Software-wise, it's free or nearly so. You can do it low tech by managing your CA activities via the Linux/Unix command line or you can use more elaborate GUI packages that are available.
Very doable.
Now, I will concede that just about any upper-level manager in any IT organization that you might happen to ask would agree with you but they're just holding out for more funding -- that's just their natural knee-jerk reaction.
Re:No news here (Score:4, Interesting)
Yea, its uber tricky ... if your using an OS that wasn't actually designed for enterprise use.

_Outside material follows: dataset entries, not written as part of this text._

//! Error types for OxiSWF decoding.
//!
//! Every failure carries the classification code supplied by the caller,
//! the byte offset at which it was detected and the full path of the field
//! being decoded. Errors are raised once at the point of origin and
//! propagated unchanged with `?`.

use serde::Serialize;
use std::fmt;
use thiserror::Error;

/// Opaque error classification attached to a decode call site.
///
/// The engine never interprets the value; it is meaningful only to the
/// table that assigned it and to diagnostics consumers.
#[derive(Debug, Clone, Copy, PartialEq, Eq, Hash, Default, Serialize)]
pub struct ErrorCode(pub u32);

impl ErrorCode {
    /// Code used for raw cursor reads that were issued without a call site.
    pub const UNCLASSIFIED: Self = Self(0);

    /// Get the raw numeric code.
    pub fn value(self) -> u32 {
        self.0
    }
}

impl fmt::Display for ErrorCode {
    fn fmt(&self, f: &mut fmt::Formatter<'_>) -> fmt::Result {
        write!(f, "{:#07X}", self.0)
    }
}

/// The main error type for OxiSWF operations.
#[derive(Debug, Clone, PartialEq, Eq, Error)]
pub enum SwfError {
    /// Fewer bits or bytes remain than the current read requires.
    #[error("Read beyond file while parsing {field} ({offset:08X})")]
    Truncated {
        /// Classification code of the failing call site.
        code: ErrorCode,
        /// Byte offset of the cursor when the read was attempted.
        offset: u64,
        /// Full path of the field being decoded.
        field: String,
    },

    /// The input could be read but describes an impossible structure.
    #[error("Malformed structure while parsing {field} ({offset:08X}): {message}")]
    Malformed {
        /// Classification code of the failing call site.
        code: ErrorCode,
        /// Byte offset where the problem was detected.
        offset: u64,
        /// Full path of the field being decoded.
        field: String,
        /// Description of the problem.
        message: String,
    },

    /// The decoder API was used incorrectly by the caller.
    #[error("Invalid argument `{argument}`: {message}")]
    InvalidArgument {
        /// Name of the offending argument.
        argument: &'static str,
        /// Description of the misuse.
        message: String,
    },
}

/// Result type alias for OxiSWF operations.
pub type Result<T> = std::result::Result<T, SwfError>;

impl SwfError {
    /// Create a truncated-input error.
    pub fn truncated(code: ErrorCode, offset: u64, field: impl Into<String>) -> Self {
        Self::Truncated {
            code,
            offset,
            field: field.into(),
        }
    }

    /// Create a malformed-structure error.
    pub fn malformed(
        code: ErrorCode,
        offset: u64,
        field: impl Into<String>,
        message: impl Into<String>,
    ) -> Self {
        Self::Malformed {
            code,
            offset,
            field: field.into(),
            message: message.into(),
        }
    }

    /// Create an invalid-argument error.
    pub fn invalid_argument(argument: &'static str, message: impl Into<String>) -> Self {
        Self::InvalidArgument {
            argument,
            message: message.into(),
        }
    }

    /// Classification code, if the error came from a decode call site.
    pub fn code(&self) -> Option<ErrorCode> {
        match self {
            Self::Truncated { code, .. } | Self::Malformed { code, .. } => Some(*code),
            Self::InvalidArgument { .. } => None,
        }
    }

    /// Byte offset at which the failure was detected.
    pub fn offset(&self) -> Option<u64> {
        match self {
            Self::Truncated { offset, .. } | Self::Malformed { offset, .. } => Some(*offset),
            Self::InvalidArgument { .. } => None,
        }
    }

    /// Path of the field being decoded.
    pub fn field(&self) -> Option<&str> {
        match self {
            Self::Truncated { field, .. } | Self::Malformed { field, .. } => Some(field),
            Self::InvalidArgument { .. } => None,
        }
    }

    /// Check whether this is a truncated-input error.
    pub fn is_truncated(&self) -> bool {
        matches!(self, Self::Truncated { .. })
    }

    /// Check whether this is a malformed-structure error.
    pub fn is_malformed(&self) -> bool {
        matches!(self, Self::Malformed { .. })
    }
}
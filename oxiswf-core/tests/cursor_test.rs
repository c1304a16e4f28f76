//! Integration tests for the bit cursor and primitive decoders.

use oxiswf_core::prelude::*;
use oxiswf_core::parse::{parse_cstring, parse_f16, parse_i24, parse_string, parse_u24};

const CODE: ErrorCode = ErrorCode(6);

#[test]
fn test_fixed_point_half() {
    let data = [0x80, 0x00];
    let mut cursor = BitCursor::new(&data);
    let root = FieldPath::root("ScaleX").expect("valid root");

    let value = parse_fbits(&mut cursor, 16, CODE, &root).expect("decode failed");

    assert_eq!(value.value(), -0.5);
    assert_eq!(value.raw(), -32768);
    assert_eq!(value.bit_length(), 16);
}

#[test]
fn test_fixed_point_smallest_step() {
    let data = [0x00, 0x01];
    let mut cursor = BitCursor::new(&data);
    let root = FieldPath::root("ScaleX").expect("valid root");

    let value = parse_fbits(&mut cursor, 16, CODE, &root).expect("decode failed");

    assert_eq!(value.value(), 1.0 / 65536.0);
}

#[test]
fn test_truncation_at_boundary() {
    let data = [0xAB, 0xCD];
    let mut cursor = BitCursor::new(&data);
    let root = FieldPath::root("Shape").expect("valid root");

    parse_ubits(&mut cursor, 12, CODE, &root.child("Head")).expect("decode failed");
    let err = parse_ubits(&mut cursor, 5, CODE, &root.child("Tail")).unwrap_err();

    assert!(err.is_truncated());
    assert_eq!(err.offset(), Some(1));
    assert_eq!(err.field(), Some("Shape::Tail"));
    assert_eq!(
        err.to_string(),
        "Read beyond file while parsing Shape::Tail (00000001)"
    );
    assert_eq!(cursor.bit_position(), 12);

    // The remaining four bits are still readable.
    let tail = parse_ubits(&mut cursor, 4, CODE, &root.child("Tail")).expect("decode failed");
    assert_eq!(tail.value(), 0xD);
}

#[test]
fn test_byte_reads_align_first() {
    let data = [0b1110_0000, 0x01, 0x02, 0x03, 0xFF, 0xFF, 0xFF];
    let mut cursor = BitCursor::new(&data);
    let root = FieldPath::root("Record").expect("valid root");

    let flag = parse_flag(&mut cursor, CODE, &root.child("Flag")).expect("decode failed");
    let count = parse_u24(&mut cursor, CODE, &root.child("Count")).expect("decode failed");
    let delta = parse_i24(&mut cursor, CODE, &root.child("Delta")).expect("decode failed");

    assert!(flag.value());
    assert_eq!(count.value(), 0x030201);
    assert_eq!(count.bit_position(), 8);
    assert_eq!(delta.value(), -1);
    // Padding bits belong to no element.
    assert_eq!(add_bit_lengths(&[&flag, &count, &delta]), 49);
    assert!(cursor.is_exhausted());
}

#[test]
fn test_strings() {
    let data = b"SWF\0rest";
    let mut cursor = BitCursor::new(data);
    let root = FieldPath::root("Name").expect("valid root");

    let name = parse_cstring(&mut cursor, CODE, &root).expect("decode failed");
    assert_eq!(name.bytes(), b"SWF");
    assert_eq!(name.bit_length(), 32);

    let rest = parse_string(&mut cursor, 4, CODE, &root).expect("decode failed");
    assert_eq!(rest.to_string_lossy(), "rest");
    assert_eq!(rest.bit_position(), 32);
}

#[test]
fn test_half_float() {
    // 1.0 in binary16 is 0x3C00, stored little-endian
    let data = [0x00, 0x3C];
    let mut cursor = BitCursor::new(&data);
    let root = FieldPath::root("Value").expect("valid root");

    let value = parse_f16(&mut cursor, CODE, &root).expect("decode failed");
    assert_eq!(value.value(), 1.0);
}

#[test]
fn test_cursor_at_offset() {
    let data = [0x00, 0x00, 0x7F];
    let mut cursor = BitCursor::at(&data, 2).expect("offset in range");
    let root = FieldPath::root("Value").expect("valid root");

    let value = parse_u8(&mut cursor, CODE, &root).expect("decode failed");
    assert_eq!(value.value(), 0x7F);
    assert_eq!(value.bit_position(), 16);

    let err = BitCursor::at(&data, 4).unwrap_err();
    assert!(matches!(err, SwfError::InvalidArgument { argument: "byte_offset", .. }));
}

I freaking hate defending MS, but in a domain/active directory setup, running your own internal CA is painless. The CA cert is automatically pushed to all machines in the domain so the domain can function properly anyway so every windows machine is covered by default. Cert expired? no biggy, republish, click click click, entire domain updates within 24 hours, small offices within minutes.
Users don't need to know anything about CAs or certs, the OS and servers do their job and take care of all that for you.
Unix machines aren't as nicely integrated into ActiveDirectory so you have to manage those some other way, but if your a company of any size at all, you've already got a way to manage your unix boxes don't you?
Running your own CA is only an issue if you don't know what you're doing, i.e. not an admin, just someone who plays one for their local business who doesn't know any better. If you have a clue, its not particularly difficult.
Of course, the fun flip side to that is ... I can and have issued a fully trusted cert sites outside our network in order to snoop on encrypted traffic via an SSL bouncer, and since the cert is signed by our internal CA, everyone validates it just fine.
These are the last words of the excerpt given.